Je ne pensais plus passer un aussi bon moment devant un film Netflix depuis un long moment, et ce film est arriver pour changer cette état d'esprit.
L'histoire est très littéraire, on le ressent forcément avec le narrateur omnipotent en voix off, mais surtout dans les cadrage et la manière des personnages. Même si je n'ai pas lu le livre que le film adapte, je suis pratiquement sur qu'aucun des personnages n'a du être trop modifier de l'œuvre original tant ils ont chacun une fonction prédéfini et ne s'en séparer jamais.
Chaque dialogues est écrit merveilleusement bien, autant pour caractériser des personnages n'apparaissant que quelques minutes à l'écran, que pour tenter de parler des évolutions industriel à travers le début du siècle dernier.
La première chose qui nous attrape est la photographie magistrale de chaque plans. Une approche naturaliste dans un esprit doux et légèrement poétique. La caméra semble limite n'être qu'un témoin invisible sans plus de pouvoir sur le récit que n'en a le personnage principal. La mise en scène ne chercher pas à nous préparer les scène suivants, elle avance à rythme humaine.
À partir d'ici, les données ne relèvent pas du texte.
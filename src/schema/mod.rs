//! The penguin measurement schema.
//!
//! This module defines the closed categorical sets (island, sex, species),
//! the eight-field measurement record, and the bounded ranges of the six
//! numeric measurements. The categorical mappings mirror the label
//! encoding the classifier was trained with, so every code is fixed:
//! changing one silently breaks every existing model artifact.
//!
//! # Example
//!
//! ```
//! use pinguino::schema::{Island, PenguinRecord, Sex};
//!
//! let record = PenguinRecord {
//!     island: Island::Biscoe,
//!     sex: Sex::Female,
//!     culmen_length_mm: 44.0,
//!     culmen_depth_mm: 17.0,
//!     flipper_length_mm: 200.0,
//!     body_mass_g: 4200.0,
//!     delta_15_n: 8.7,
//!     delta_13_c: -25.6,
//! };
//!
//! let features = record.to_features();
//! assert_eq!(features[0], 0.0); // Biscoe
//! assert_eq!(features[5], 0.0); // Female
//! ```

use crate::error::{PinguinoError, Result};
use serde::{Deserialize, Serialize};
use std::fmt;
use std::str::FromStr;

/// Number of features the classifier consumes.
pub const FEATURE_COUNT: usize = 8;

/// Feature names in the exact column order the model was trained on.
///
/// The order is load-bearing: `PenguinRecord::to_features` must emit
/// values in this order and nothing validates it at inference time.
pub const FEATURE_NAMES: [&str; FEATURE_COUNT] = [
    "island",
    "culmen_length_mm",
    "culmen_depth_mm",
    "flipper_length_mm",
    "body_mass_g",
    "sex",
    "delta_15_n",
    "delta_13_c",
];

/// Island of observation.
///
/// Closed set: the label encoder knew exactly these three islands, so
/// there is no "unknown" bucket and parsing anything else is an error.
#[derive(Debug, Clone, Copy, PartialEq, Eq, Hash, Serialize, Deserialize)]
pub enum Island {
    /// Biscoe Islands (code 0)
    Biscoe,
    /// Dream Island (code 1)
    Dream,
    /// Torgersen Island (code 2)
    Torgersen,
}

impl Island {
    /// All islands in encoding order.
    pub const ALL: [Island; 3] = [Island::Biscoe, Island::Dream, Island::Torgersen];

    /// Integer code of this island, matching the training label encoding.
    #[must_use]
    pub const fn code(self) -> u8 {
        match self {
            Island::Biscoe => 0,
            Island::Dream => 1,
            Island::Torgersen => 2,
        }
    }

    /// Decodes an island from its integer code.
    ///
    /// # Errors
    ///
    /// Returns `UnknownCategory` for codes outside {0, 1, 2}.
    pub fn from_code(code: u8) -> Result<Self> {
        match code {
            0 => Ok(Island::Biscoe),
            1 => Ok(Island::Dream),
            2 => Ok(Island::Torgersen),
            _ => Err(PinguinoError::UnknownCategory {
                field: "island".to_string(),
                value: code.to_string(),
            }),
        }
    }

    /// Display name, as it appears in the form.
    #[must_use]
    pub const fn as_str(self) -> &'static str {
        match self {
            Island::Biscoe => "Biscoe",
            Island::Dream => "Dream",
            Island::Torgersen => "Torgersen",
        }
    }
}

impl fmt::Display for Island {
    fn fmt(&self, f: &mut fmt::Formatter<'_>) -> fmt::Result {
        f.write_str(self.as_str())
    }
}

impl FromStr for Island {
    type Err = PinguinoError;

    fn from_str(s: &str) -> Result<Self> {
        match s {
            "Biscoe" => Ok(Island::Biscoe),
            "Dream" => Ok(Island::Dream),
            "Torgersen" => Ok(Island::Torgersen),
            other => Err(PinguinoError::UnknownCategory {
                field: "island".to_string(),
                value: other.to_string(),
            }),
        }
    }
}

/// Penguin sex.
///
/// The dataset records sex in upper case, and the encoding follows the
/// alphabetical label order: FEMALE before MALE.
#[derive(Debug, Clone, Copy, PartialEq, Eq, Hash, Serialize, Deserialize)]
pub enum Sex {
    /// Female (code 0)
    Female,
    /// Male (code 1)
    Male,
}

impl Sex {
    /// Both sexes in encoding order.
    pub const ALL: [Sex; 2] = [Sex::Female, Sex::Male];

    /// Integer code of this sex, matching the training label encoding.
    #[must_use]
    pub const fn code(self) -> u8 {
        match self {
            Sex::Female => 0,
            Sex::Male => 1,
        }
    }

    /// Decodes a sex from its integer code.
    ///
    /// # Errors
    ///
    /// Returns `UnknownCategory` for codes outside {0, 1}.
    pub fn from_code(code: u8) -> Result<Self> {
        match code {
            0 => Ok(Sex::Female),
            1 => Ok(Sex::Male),
            _ => Err(PinguinoError::UnknownCategory {
                field: "sex".to_string(),
                value: code.to_string(),
            }),
        }
    }

    /// Display name, in the dataset's upper-case form.
    #[must_use]
    pub const fn as_str(self) -> &'static str {
        match self {
            Sex::Female => "FEMALE",
            Sex::Male => "MALE",
        }
    }
}

impl fmt::Display for Sex {
    fn fmt(&self, f: &mut fmt::Formatter<'_>) -> fmt::Result {
        f.write_str(self.as_str())
    }
}

impl FromStr for Sex {
    type Err = PinguinoError;

    fn from_str(s: &str) -> Result<Self> {
        match s {
            "FEMALE" => Ok(Sex::Female),
            "MALE" => Ok(Sex::Male),
            other => Err(PinguinoError::UnknownCategory {
                field: "sex".to_string(),
                value: other.to_string(),
            }),
        }
    }
}

/// Predicted penguin species.
///
/// Decodes the classifier's class index. The ordering
/// {0: Adelie, 1: Chinstrap, 2: Gentoo} is asserted by convention; it
/// matches the alphabetical label encoding used at training time and
/// cannot be verified against the artifact itself.
#[derive(Debug, Clone, Copy, PartialEq, Eq, Hash, Serialize, Deserialize)]
pub enum Species {
    /// Adélie penguin (class 0)
    Adelie,
    /// Chinstrap penguin (class 1)
    Chinstrap,
    /// Gentoo penguin (class 2)
    Gentoo,
}

impl Species {
    /// All species, positionally aligned to the probability distribution.
    pub const ALL: [Species; 3] = [Species::Adelie, Species::Chinstrap, Species::Gentoo];

    /// Class index of this species.
    #[must_use]
    pub const fn code(self) -> u8 {
        match self {
            Species::Adelie => 0,
            Species::Chinstrap => 1,
            Species::Gentoo => 2,
        }
    }

    /// Decodes a species from a classifier output.
    ///
    /// # Errors
    ///
    /// Returns `UnknownCategory` for class indices outside {0, 1, 2}.
    /// A model emitting such an index is incompatible with this schema,
    /// never silently mapped to a default species.
    pub fn from_code(code: u8) -> Result<Self> {
        match code {
            0 => Ok(Species::Adelie),
            1 => Ok(Species::Chinstrap),
            2 => Ok(Species::Gentoo),
            _ => Err(PinguinoError::UnknownCategory {
                field: "species".to_string(),
                value: code.to_string(),
            }),
        }
    }

    /// Display name.
    #[must_use]
    pub const fn as_str(self) -> &'static str {
        match self {
            Species::Adelie => "Adelie",
            Species::Chinstrap => "Chinstrap",
            Species::Gentoo => "Gentoo",
        }
    }

    /// URL of an illustrative photo for this species.
    #[must_use]
    pub const fn image_url(self) -> &'static str {
        match self {
            Species::Adelie => {
                "https://upload.wikimedia.org/wikipedia/commons/thumb/e/e2/Adelie_Penguin_composite.jpg/800px-Adelie_Penguin_composite.jpg"
            }
            Species::Chinstrap => {
                "https://upload.wikimedia.org/wikipedia/commons/thumb/6/6f/Chinstrap_penguin_%28Pygoscelis_antarctica%29_2.jpg/800px-Chinstrap_penguin_%28Pygoscelis_antarctica%29_2.jpg"
            }
            Species::Gentoo => {
                "https://upload.wikimedia.org/wikipedia/commons/thumb/c/ca/Gentoo_Penguin_undertakes_a_long_march_to_the_sea.jpg/800px-Gentoo_Penguin_undertakes_a_long_march_to_the_sea.jpg"
            }
        }
    }
}

impl fmt::Display for Species {
    fn fmt(&self, f: &mut fmt::Formatter<'_>) -> fmt::Result {
        f.write_str(self.as_str())
    }
}

impl FromStr for Species {
    type Err = PinguinoError;

    fn from_str(s: &str) -> Result<Self> {
        match s {
            "Adelie" => Ok(Species::Adelie),
            "Chinstrap" => Ok(Species::Chinstrap),
            "Gentoo" => Ok(Species::Gentoo),
            other => Err(PinguinoError::UnknownCategory {
                field: "species".to_string(),
                value: other.to_string(),
            }),
        }
    }
}

/// Bounded range of a numeric measurement field.
///
/// Mirrors the form widget configuration: minimum, maximum, default
/// value, and input step. Boundary values are in range.
#[derive(Debug, Clone, Copy, PartialEq, Serialize, Deserialize)]
pub struct FieldRange {
    /// Smallest accepted value
    pub min: f32,
    /// Largest accepted value
    pub max: f32,
    /// Default shown by the form
    pub default: f32,
    /// Input increment
    pub step: f32,
}

impl FieldRange {
    /// Returns true if `value` lies within `[min, max]` (inclusive).
    #[must_use]
    pub fn contains(&self, value: f32) -> bool {
        value >= self.min && value <= self.max
    }

    /// Clamps `value` into `[min, max]`.
    #[must_use]
    pub fn clamp(&self, value: f32) -> f32 {
        value.clamp(self.min, self.max)
    }
}

/// Culmen (bill) length in millimeters.
pub const CULMEN_LENGTH_MM: FieldRange = FieldRange {
    min: 30.0,
    max: 60.0,
    default: 44.0,
    step: 0.1,
};

/// Culmen (bill) depth in millimeters.
pub const CULMEN_DEPTH_MM: FieldRange = FieldRange {
    min: 13.0,
    max: 22.0,
    default: 17.0,
    step: 0.1,
};

/// Flipper length in millimeters.
pub const FLIPPER_LENGTH_MM: FieldRange = FieldRange {
    min: 170.0,
    max: 235.0,
    default: 200.0,
    step: 1.0,
};

/// Body mass in grams.
pub const BODY_MASS_G: FieldRange = FieldRange {
    min: 2700.0,
    max: 6300.0,
    default: 4200.0,
    step: 50.0,
};

/// Nitrogen isotope ratio δ15N (‰).
pub const DELTA_15_N: FieldRange = FieldRange {
    min: 7.0,
    max: 10.0,
    default: 8.7,
    step: 0.1,
};

/// Carbon isotope ratio δ13C (‰).
pub const DELTA_13_C: FieldRange = FieldRange {
    min: -28.0,
    max: -23.0,
    default: -25.6,
    step: 0.1,
};

/// One penguin's eight measured attributes.
///
/// This is the unit of inference: a record encodes into the fixed-order
/// feature vector consumed by the classifier.
#[derive(Debug, Clone, Copy, PartialEq, Serialize, Deserialize)]
pub struct PenguinRecord {
    /// Island of observation
    pub island: Island,
    /// Sex
    pub sex: Sex,
    /// Culmen length (mm)
    pub culmen_length_mm: f32,
    /// Culmen depth (mm)
    pub culmen_depth_mm: f32,
    /// Flipper length (mm)
    pub flipper_length_mm: f32,
    /// Body mass (g)
    pub body_mass_g: f32,
    /// δ15N isotope ratio (‰)
    pub delta_15_n: f32,
    /// δ13C isotope ratio (‰)
    pub delta_13_c: f32,
}

impl PenguinRecord {
    /// Encodes this record as the fixed-order feature vector.
    ///
    /// The order matches [`FEATURE_NAMES`], i.e. the column order the
    /// model was trained on. Categorical fields become their integer
    /// codes; numeric fields pass through untouched (the classifier
    /// performs no range checks).
    #[must_use]
    pub fn to_features(&self) -> [f32; FEATURE_COUNT] {
        [
            f32::from(self.island.code()),
            self.culmen_length_mm,
            self.culmen_depth_mm,
            self.flipper_length_mm,
            self.body_mass_g,
            f32::from(self.sex.code()),
            self.delta_15_n,
            self.delta_13_c,
        ]
    }
}

impl Default for PenguinRecord {
    /// A record at the form's default values.
    fn default() -> Self {
        Self {
            island: Island::Biscoe,
            sex: Sex::Female,
            culmen_length_mm: CULMEN_LENGTH_MM.default,
            culmen_depth_mm: CULMEN_DEPTH_MM.default,
            flipper_length_mm: FLIPPER_LENGTH_MM.default,
            body_mass_g: BODY_MASS_G.default,
            delta_15_n: DELTA_15_N.default,
            delta_13_c: DELTA_13_C.default,
        }
    }
}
L'histoire a une morale, une thèse mais elle ne l'impose presque même pas. Comme une certaine scène des ouvriers blancs contre un travailleur asiatique, elle laisse faire l'action sans plus de plans hyper découpé et montrant la cruauté raciste de l'acte. Elle se fige et nous montre se qu'il y a montre et nous laisse faire les conclusions.
Bref, c'est beau. Une esthétique poétique et douce, pratiquement minimaliste et léger.